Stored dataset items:
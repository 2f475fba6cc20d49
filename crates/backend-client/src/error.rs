//! Error types for the backend client

use telecare_call_core::TokenError;
use thiserror::Error;

/// Result type for backend requests
pub type BackendResult<T> = Result<T, BackendError>;

#[derive(Debug, Error)]
pub enum BackendError {
    /// 401 or 403
    #[error("Not authorized (HTTP {status}): {message}")]
    Authorization { status: u16, message: String },

    /// 404
    #[error("Not found: {message}")]
    NotFound { message: String },

    /// Any other non-2xx status
    #[error("Backend returned HTTP {status}: {message}")]
    Status { status: u16, message: String },

    #[error("Network error: {0}")]
    Network(#[from] reqwest::Error),

    /// 2xx with `success: false`
    #[error("Request rejected: {message}")]
    Rejected { message: String },

    #[error("Failed to decode response: {message}")]
    Decode { message: String },

    #[error("Invalid configuration: {message}")]
    Configuration { message: String },
}

impl BackendError {
    pub fn decode(message: impl Into<String>) -> Self {
        Self::Decode {
            message: message.into(),
        }
    }

    pub fn configuration(message: impl Into<String>) -> Self {
        Self::Configuration {
            message: message.into(),
        }
    }

    /// Map a response status to its error, keeping the backend's message
    pub fn from_status(status: u16, message: impl Into<String>) -> Self {
        let message = message.into();
        match status {
            401 | 403 => Self::Authorization { status, message },
            404 => Self::NotFound { message },
            _ => Self::Status { status, message },
        }
    }

    /// Classify this failure for the token endpoint of `appointment_id`
    pub fn into_token_error(self, appointment_id: &str) -> TokenError {
        match self {
            Self::Authorization { message, .. } => TokenError::Authorization {
                appointment_id: appointment_id.to_string(),
                message,
            },
            Self::NotFound { message } => TokenError::NotFound {
                appointment_id: appointment_id.to_string(),
                message,
            },
            other => TokenError::backend(other.to_string()),
        }
    }
}
//! Wire types of the video-call endpoints

use serde::{Deserialize, Serialize};

/// Response envelope shared by every endpoint
#[derive(Debug, Clone, Serialize, Deserialize)]
pub struct ApiEnvelope<T> {
    pub success: bool,
    #[serde(default = "Option::default")]
    pub data: Option<T>,
    #[serde(default)]
    pub message: Option<String>,
}

#[derive(Debug, Clone, Serialize, Deserialize)]
#[serde(rename_all = "camelCase")]
pub struct GenerateTokenRequest<'a> {
    pub appointment_id: &'a str,
}

/// Body of both `/video-calls/start` and `/video-calls/end`
#[derive(Debug, Clone, Serialize, Deserialize)]
#[serde(rename_all = "camelCase")]
pub struct CallRecordRequest<'a> {
    pub video_call_id: &'a str,
}

/// Body of an error response; every field is optional
#[derive(Debug, Clone, Default, Deserialize)]
pub(crate) struct ErrorBody {
    #[serde(default)]
    pub message: Option<String>,
    #[serde(default)]
    pub error: Option<String>,
}

impl ErrorBody {
    pub(crate) fn message_or(self, fallback: &str) -> String {
        self.message
            .or(self.error)
            .unwrap_or_else(|| fallback.to_string())
    }
}
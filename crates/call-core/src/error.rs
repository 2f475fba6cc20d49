//! Error types for call session orchestration
//!
//! Only [`TokenError`] and [`JoinError`] ever reach the caller of
//! [`CallSession::start`](crate::CallSession::start). Device, teardown and
//! lifecycle-report failures are logged and absorbed so the call stays usable.

use std::fmt;

use thiserror::Error;

use crate::rtc::MediaKind;
use crate::session::CallState;

/// Result type for call session operations
pub type CallResult<T> = Result<T, CallError>;

/// Result type for RTC provider calls
pub type RtcResult<T> = Result<T, RtcError>;

/// Errors surfaced by the call session orchestrator
#[derive(Debug, Clone, Error)]
pub enum CallError {
    /// Token endpoint failed; no session was created
    #[error(transparent)]
    Token(#[from] TokenError),

    /// Provider rejected the join; the session is now `Failed`
    #[error(transparent)]
    Join(#[from] JoinError),

    /// Command issued in a state that does not accept it
    #[error("Cannot {operation} while session is {state}")]
    InvalidState {
        operation: &'static str,
        state: CallState,
    },

    /// The consumer cancelled the session before it reached `Connected`
    #[error("Session was cancelled before it connected")]
    Cancelled,

    /// A local track rejected an enable/disable request
    #[error("Local {kind} track error: {source}")]
    Track {
        kind: MediaKind,
        #[source]
        source: RtcError,
    },
}

impl CallError {
    /// Create an invalid state error
    pub fn invalid_state(operation: &'static str, state: CallState) -> Self {
        Self::InvalidState { operation, state }
    }

    /// Whether this error should be shown to the user with a retry path
    pub fn is_user_visible(&self) -> bool {
        matches!(self, Self::Token(_) | Self::Join(_))
    }
}

/// Failure to obtain a join descriptor from the backend token endpoint
#[derive(Debug, Clone, PartialEq, Eq, Error)]
pub enum TokenError {
    #[error("No appointment ID provided")]
    MissingAppointment,

    #[error("Not authorized to join appointment {appointment_id}: {message}")]
    Authorization {
        appointment_id: String,
        message: String,
    },

    #[error("Appointment {appointment_id} not found: {message}")]
    NotFound {
        appointment_id: String,
        message: String,
    },

    #[error("Failed to initialize video call: {message}")]
    Backend { message: String },
}

impl TokenError {
    /// Create a generic backend error
    pub fn backend(message: impl Into<String>) -> Self {
        Self::Backend {
            message: message.into(),
        }
    }
}

/// The provider rejected `join` (network or authorization failure)
#[derive(Debug, Clone, Error)]
#[error("Failed to join channel {channel}: {source}")]
pub struct JoinError {
    pub channel: String,
    #[source]
    pub source: RtcError,
}

/// Errors reported by the RTC provider adapter
#[derive(Debug, Clone, PartialEq, Eq, Error)]
pub enum RtcError {
    #[error("Provider call `{operation}` failed: {reason}")]
    Provider {
        operation: &'static str,
        reason: String,
    },

    #[error("Provider client is closed")]
    Closed,
}

impl RtcError {
    /// Create a provider call failure
    pub fn provider(operation: &'static str, reason: impl Into<String>) -> Self {
        Self::Provider {
            operation,
            reason: reason.into(),
        }
    }
}

/// Camera or microphone could not be acquired
#[derive(Debug, Clone, PartialEq, Eq, Error)]
pub enum DeviceError {
    #[error("{device} is unavailable")]
    Unavailable { device: String },

    #[error("Permission to use {device} was denied")]
    PermissionDenied { device: String },

    #[error("{device} is already in use")]
    Busy { device: String },

    #[error("Platform media error: {message}")]
    Platform { message: String },
}

impl DeviceError {
    /// Create an unavailable-device error
    pub fn unavailable(device: impl Into<String>) -> Self {
        Self::Unavailable {
            device: device.into(),
        }
    }

    /// Create a permission-denied error
    pub fn permission_denied(device: impl Into<String>) -> Self {
        Self::PermissionDenied {
            device: device.into(),
        }
    }
}

/// Teardown step that failed
#[derive(Debug, Clone, Copy, PartialEq, Eq, Hash)]
pub enum TeardownStep {
    Unpublish,
    Leave,
}

impl fmt::Display for TeardownStep {
    fn fmt(&self, f: &mut fmt::Formatter<'_>) -> fmt::Result {
        match self {
            TeardownStep::Unpublish => write!(f, "unpublish"),
            TeardownStep::Leave => write!(f, "leave"),
        }
    }
}

/// A single failed teardown call; logged and swallowed
#[derive(Debug, Clone, Error)]
#[error("Teardown step {step} failed: {source}")]
pub struct TeardownError {
    pub step: TeardownStep,
    #[source]
    pub source: RtcError,
}

impl TeardownError {
    pub fn new(step: TeardownStep, source: RtcError) -> Self {
        Self { step, source }
    }
}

— Exercise prompt —
Could you copy every record above exactly as written?

— Answer space —
repository 2f475fba6cc20d49
filename crates/backend-client/src/error.rs
//! Error types for the backend client

use telecare_call_core::TokenError;
use thiserror::Error;

/// Result type for backend requests
pub type BackendResult<T> = Result<T, BackendError>;

#[derive(Debug, Error)]
pub enum BackendError {
    /// 401 or 403
    #[error("Not authorized (HTTP {status}): {message}")]
    Authorization { status: u16, message: String },

    /// 404
    #[error("Not found: {message}")]
    NotFound { message: String },

    /// Any other non-2xx status
    #[error("Backend returned HTTP {status}: {message}")]
    Status { status: u16, message: String },

    #[error("Network error: {0}")]
    Network(#[from] reqwest::Error),

    /// 2xx with `success: false`
    #[error("Request rejected: {message}")]
    Rejected { message: String },

    #[error("Failed to decode response: {message}")]
    Decode { message: String },

    #[error("Invalid configuration: {message}")]
    Configuration { message: String },
}

impl BackendError {
    pub fn decode(message: impl Into<String>) -> Self {
        Self::Decode {
            message: message.into(),
        }
    }

    pub fn configuration(message: impl Into<String>) -> Self {
        Self::Configuration {
            message: message.into(),
        }
    }

    /// Map a response status to its error, keeping the backend's message
    pub fn from_status(status: u16, message: impl Into<String>) -> Self {
        let message = message.into();
        match status {
            401 | 403 => Self::Authorization { status, message },
            404 => Self::NotFound { message },
            _ => Self::Status { status, message },
        }
    }

    /// Classify this failure for the token endpoint of `appointment_id`
    pub fn into_token_error(self, appointment_id: &str) -> TokenError {
        match self {
            Self::Authorization { message, .. } => TokenError::Authorization {
                appointment_id: appointment_id.to_string(),
                message,
            },
            Self::NotFound { message } => TokenError::NotFound {
                appointment_id: appointment_id.to_string(),
                message,
            },
            other => TokenError::backend(other.to_string()),
        }
    }
}
//! Wire types of the video-call endpoints

use serde::{Deserialize, Serialize};

/// Response envelope shared by every endpoint
#[derive(Debug, Clone, Serialize, Deserialize)]
pub struct ApiEnvelope<T> {
    pub success: bool,
    #[serde(default = "Option::default")]
    pub data: Option<T>,
    #[serde(default)]
    pub message: Option<String>,
}

#[derive(Debug, Clone, Serialize, Deserialize)]
#[serde(rename_all = "camelCase")]
pub struct GenerateTokenRequest<'a> {
    pub appointment_id: &'a str,
}

/// Body of both `/video-calls/start` and `/video-calls/end`
#[derive(Debug, Clone, Serialize, Deserialize)]
#[serde(rename_all = "camelCase")]
pub struct CallRecordRequest<'a> {
    pub video_call_id: &'a str,
}

/// Body of an error response; every field is optional
#[derive(Debug, Clone, Default, Deserialize)]
pub(crate) struct ErrorBody {
    #[serde(default)]
    pub message: Option<String>,
    #[serde(default)]
    pub error: Option<String>,
}

impl ErrorBody {
    pub(crate) fn message_or(self, fallback: &str) -> String {
        self.message
            .or(self.error)
            .unwrap_or_else(|| fallback.to_string())
    }
}
filename crates/call-core/src/error.rs
repository 2f475fba6cc20d49
//! Error types for call session orchestration
//!
//! Only [`TokenError`] and [`JoinError`] ever reach the caller of
//! [`CallSession::start`](crate::CallSession::start). Device, teardown and
//! lifecycle-report failures are logged and absorbed so the call stays usable.

use std::fmt;

use thiserror::Error;

use crate::rtc::MediaKind;
use crate::session::CallState;

/// Result type for call session operations
pub type CallResult<T> = Result<T, CallError>;

/// Result type for RTC provider calls
pub type RtcResult<T> = Result<T, RtcError>;

/// Errors surfaced by the call session orchestrator
#[derive(Debug, Clone, Error)]
pub enum CallError {
    /// Token endpoint failed; no session was created
    #[error(transparent)]
    Token(#[from] TokenError),

    /// Provider rejected the join; the session is now `Failed`
    #[error(transparent)]
    Join(#[from] JoinError),

    /// Command issued in a state that does not accept it
    #[error("Cannot {operation} while session is {state}")]
    InvalidState {
        operation: &'static str,
        state: CallState,
    },

    /// The consumer cancelled the session before it reached `Connected`
    #[error("Session was cancelled before it connected")]
    Cancelled,

    /// A local track rejected an enable/disable request
    #[error("Local {kind} track error: {source}")]
    Track {
        kind: MediaKind,
        #[source]
        source: RtcError,
    },
}

impl CallError {
    /// Create an invalid state error
    pub fn invalid_state(operation: &'static str, state: CallState) -> Self {
        Self::InvalidState { operation, state }
    }

    /// Whether this error should be shown to the user with a retry path
    pub fn is_user_visible(&self) -> bool {
        matches!(self, Self::Token(_) | Self::Join(_))
    }
}

/// Failure to obtain a join descriptor from the backend token endpoint
#[derive(Debug, Clone, PartialEq, Eq, Error)]
pub enum TokenError {
    #[error("No appointment ID provided")]
    MissingAppointment,

    #[error("Not authorized to join appointment {appointment_id}: {message}")]
    Authorization {
        appointment_id: String,
        message: String,
    },

    #[error("Appointment {appointment_id} not found: {message}")]
    NotFound {
        appointment_id: String,
        message: String,
    },

    #[error("Failed to initialize video call: {message}")]
    Backend { message: String },
}

impl TokenError {
    /// Create a generic backend error
    pub fn backend(message: impl Into<String>) -> Self {
        Self::Backend {
            message: message.into(),
        }
    }
}

/// The provider rejected `join` (network or authorization failure)
#[derive(Debug, Clone, Error)]
#[error("Failed to join channel {channel}: {source}")]
pub struct JoinError {
    pub channel: String,
    #[source]
    pub source: RtcError,
}

/// Errors reported by the RTC provider adapter
#[derive(Debug, Clone, PartialEq, Eq, Error)]
pub enum RtcError {
    #[error("Provider call `{operation}` failed: {reason}")]
    Provider {
        operation: &'static str,
        reason: String,
    },

    #[error("Provider client is closed")]
    Closed,
}

impl RtcError {
    /// Create a provider call failure
    pub fn provider(operation: &'static str, reason: impl Into<String>) -> Self {
        Self::Provider {
            operation,
            reason: reason.into(),
        }
    }
}

/// Camera or microphone could not be acquired
#[derive(Debug, Clone, PartialEq, Eq, Error)]
pub enum DeviceError {
    #[error("{device} is unavailable")]
    Unavailable { device: String },

    #[error("Permission to use {device} was denied")]
    PermissionDenied { device: String },

    #[error("{device} is already in use")]
    Busy { device: String },

    #[error("Platform media error: {message}")]
    Platform { message: String },
}

impl DeviceError {
    /// Create an unavailable-device error
    pub fn unavailable(device: impl Into<String>) -> Self {
        Self::Unavailable {
            device: device.into(),
        }
    }

    /// Create a permission-denied error
    pub fn permission_denied(device: impl Into<String>) -> Self {
        Self::PermissionDenied {
            device: device.into(),
        }
    }
}

/// Teardown step that failed
#[derive(Debug, Clone, Copy, PartialEq, Eq, Hash)]
pub enum TeardownStep {
    Unpublish,
    Leave,
}

impl fmt::Display for TeardownStep {
    fn fmt(&self, f: &mut fmt::Formatter<'_>) -> fmt::Result {
        match self {
            TeardownStep::Unpublish => write!(f, "unpublish"),
            TeardownStep::Leave => write!(f, "leave"),
        }
    }
}

/// A single failed teardown call; logged and swallowed
#[derive(Debug, Clone, Error)]
#[error("Teardown step {step} failed: {source}")]
pub struct TeardownError {
    pub step: TeardownStep,
    #[source]
    pub source: RtcError,
}

impl TeardownError {
    pub fn new(step: TeardownStep, source: RtcError) -> Self {
        Self { step, source }
    }
}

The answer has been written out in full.